Innovative nicotine products such as electronic cigarettes, heat-not-burn tobacco products and oral products like Sweden’s snus will help millions of smokers to quit smoking.
Prof. David T. Sweanor, chair of the advisory board of the Centre for Health Law, Policy & Ethics at the University of Ottawa and a public health expert believes the benefits of smoke-free nicotine products are less harmful alternatives to combustible cigarettes which cause 20,000 deaths a day globally.
According to Sweanor’s findings, various scientific studies have confirmed that smoke, not nicotine, is responsible for thousands of deaths caused by cigarette smoking each day. Smoke-free nicotine products such as e-cigarettes, heat-not-burn tobacco products and snus are significantly less harmful than traditional cigarettes. Public Health England and the Royal College of Physicians state that e-cigarettes are likely to be at least 95-percent less harmful to humans than combustible tobacco.
Experts said these smoke-free alternatives also offer the same pleasure as cigarettes with less risk of the dangerous toxins and carcinogens found in tobacco smoke. A February 2019 clinical trial by UK’s National Institute for Health Research (NIHR) found that e-cigarette was twice as effective as nicotine replacement treatments such as patches and gum at helping smokers quit.

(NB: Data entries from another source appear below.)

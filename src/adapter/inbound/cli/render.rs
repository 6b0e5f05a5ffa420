//! Terminal rendering of one dashboard view.

use owo_colors::Style;
use rust_decimal::prelude::ToPrimitive;
use rust_decimal::Decimal;
use serde_json::json;
use tabled::builder::Builder;
use tabled::settings::Style as TableStyle;

use super::chart::{bar_chart, line_chart};
use super::output;
use crate::application::pipeline::DashboardView;
use crate::application::presentation::{
    format_amount, format_count, format_currency, kpi_tiles, KpiTile,
};
use crate::config::DashboardConfig;
use crate::domain::{CellValue, DetailReport, ReportColumn};

/// Print tiles, both charts, and the detail table; or one JSON document in
/// JSON mode.
pub fn render_view(view: &DashboardView, config: &DashboardConfig) {
    let tiles = kpi_tiles(&view.snapshot, &config.currency_symbol);

    if output::is_json() {
        output::json_output(json!({
            "command": "show",
            "tiles": tiles,
            "snapshot": view.snapshot,
            "report": view.report,
        }));
        return;
    }

    render_tiles(&tiles);

    output::section("Sales Pipeline");
    let stages: Vec<(String, Decimal)> = view
        .snapshot
        .stage_table
        .iter()
        .map(|row| (row.stage.clone(), Decimal::from(row.cnt)))
        .collect();
    if stages.is_empty() {
        output::note("No leads in any stage");
    } else {
        let lines = bar_chart(&stages, config.chart_width, |value| {
            value
                .to_i64()
                .map_or_else(|| value.to_string(), format_count)
        });
        output::lines(&lines.join("\n"));
    }

    output::section("Revenue Trend");
    let months: Vec<(String, Decimal)> = view
        .snapshot
        .monthly_revenue_table
        .iter()
        .map(|row| (row.month.clone(), row.total))
        .collect();
    if months.is_empty() {
        output::note("No confirmed revenue yet");
    } else {
        let symbol = config.currency_symbol.as_str();
        let lines = line_chart(&months, config.chart_width, |value| {
            format_currency(value, symbol)
        });
        output::lines(&lines.join("\n"));
    }

    output::section("Detailed CRM Report");
    if view.report.is_empty() {
        output::note("No leads found");
    } else {
        output::lines(&report_table(&view.report));
    }
}

/// Print the four KPI tiles as label/value fields.
pub fn render_tiles(tiles: &[KpiTile]) {
    output::section("Key Metrics");
    for tile in tiles {
        output::field(tile.label, output::paint(&tile.value, Style::new().bold()));
    }
}

/// The detail report as a rounded table with uppercase headers.
#[must_use]
pub fn report_table(report: &DetailReport) -> String {
    let mut builder = Builder::default();
    builder.push_record(ReportColumn::labels());

    for row in report.rows() {
        builder.push_record(ReportColumn::ALL.map(|column| match row.cell(column) {
            CellValue::Integer(value) => value.to_string(),
            CellValue::Text(text) => text.unwrap_or_default().to_string(),
            CellValue::Amount(amount) => format_amount(amount),
        }));
    }

    let mut table = builder.build();
    table.with(TableStyle::rounded());
    table.to_string()
}

#[cfg(test)]
mod tests {
    use super::*;
    use crate::domain::DetailReportRow;
    use rust_decimal_macros::dec;

    #[test]
    fn report_table_shows_labels_and_formatted_revenue() {
        let report = DetailReport::from_rows(&[DetailReportRow {
            lead_id: 3,
            lead_name: "Initech".into(),
            sales_person: None,
            stage: Some("Qualified".into()),
            revenue: dec!(1234.5),
        }]);

        let table = report_table(&report);

        for label in ReportColumn::labels() {
            assert!(table.contains(&label), "missing {label}");
        }
        assert!(table.contains("Initech"));
        assert!(table.contains("1,234.50"));
        assert!(table.starts_with('╭'));
    }
}
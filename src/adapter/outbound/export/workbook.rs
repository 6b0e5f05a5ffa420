//! Two-sheet XLSX workbook: KPI summary plus the detail report.

use std::io::Cursor;

use rust_decimal::prelude::ToPrimitive;
use umya_spreadsheet::{Spreadsheet, Worksheet};

use crate::application::presentation::KpiTile;
use crate::domain::{CellValue, DetailReport, ReportColumn};
use crate::error::{Error, Result};

pub const XLSX_MIME: &str = "application/vnd.openxmlformats-officedocument.spreadsheetml.sheet";
pub const SUMMARY_SHEET: &str = "Summary";
pub const REPORT_SHEET: &str = "CRM Report";

/// Build the workbook bytes.
///
/// `Summary` holds a `Metric`/`Value` header and one row per tile, values
/// copied verbatim from the tile strings. `CRM Report` holds the uppercase
/// column labels and one row per report row, without an index column.
pub fn build_workbook(tiles: &[KpiTile], report: &DetailReport) -> Result<Vec<u8>> {
    let mut book = umya_spreadsheet::new_file_empty_worksheet();

    write_summary(add_sheet(&mut book, SUMMARY_SHEET)?, tiles);
    write_report(add_sheet(&mut book, REPORT_SHEET)?, report);

    let mut out = Cursor::new(Vec::<u8>::new());
    umya_spreadsheet::writer::xlsx::write_writer(&book, &mut out)
        .map_err(|e| Error::Export(format!("failed to write workbook: {e}")))?;
    Ok(out.into_inner())
}

fn add_sheet<'a>(book: &'a mut Spreadsheet, name: &str) -> Result<&'a mut Worksheet> {
    book.new_sheet(name)
        .map_err(|e| Error::Export(format!("failed to add sheet '{name}': {e}")))
}

fn write_summary(sheet: &mut Worksheet, tiles: &[KpiTile]) {
    sheet.get_cell_mut((1, 1)).set_value_string("Metric");
    sheet.get_cell_mut((2, 1)).set_value_string("Value");

    for (row, tile) in (2u32..).zip(tiles) {
        sheet.get_cell_mut((1, row)).set_value_string(tile.label);
        sheet.get_cell_mut((2, row)).set_value_string(tile.value.as_str());
    }
}

fn write_report(sheet: &mut Worksheet, report: &DetailReport) {
    for (col, column) in (1u32..).zip(ReportColumn::ALL) {
        sheet.get_cell_mut((col, 1)).set_value_string(column.label());
    }

    for (row, record) in (2u32..).zip(report.rows()) {
        for (col, column) in (1u32..).zip(ReportColumn::ALL) {
            match record.cell(column) {
                CellValue::Integer(value) => {
                    // Lead ids stay well inside f64's exact integer range.
                    #[allow(clippy::cast_precision_loss)]
                    sheet.get_cell_mut((col, row)).set_value_number(value as f64);
                }
                CellValue::Text(Some(text)) => {
                    sheet.get_cell_mut((col, row)).set_value_string(text);
                }
                CellValue::Text(None) => {}
                CellValue::Amount(amount) => {
                    sheet
                        .get_cell_mut((col, row))
                        .set_value_number(amount.to_f64().unwrap_or_default());
                }
            }
        }
    }
}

“We can use science, technology and reason to draft regulations that can end cigarette smoking, and thus address the 20,000 daily deaths globally that are caused by that smoking”, saidSweanor.
He cited the case of Japan where a third of its cigarette market disappeared in just over three years after heat-not-burn tobacco products became available in the country. “Product substitution works and appears to work better than any other strategy we have used to date in reducing cigarette smoking,” he said.
“Unfortunately, governments are lagging too far behind science and technology. They often fail to understand the absolutely enormous differences in risk between different nicotine products and inadvertently protect the cigarette business by seeing low-risk alternatives as a threat rather than an opportunity,” he said.
Sweanor said instead of insisting on “quit or die” strategies, governments should ensure that people who smoke cigarettes have truly viable options.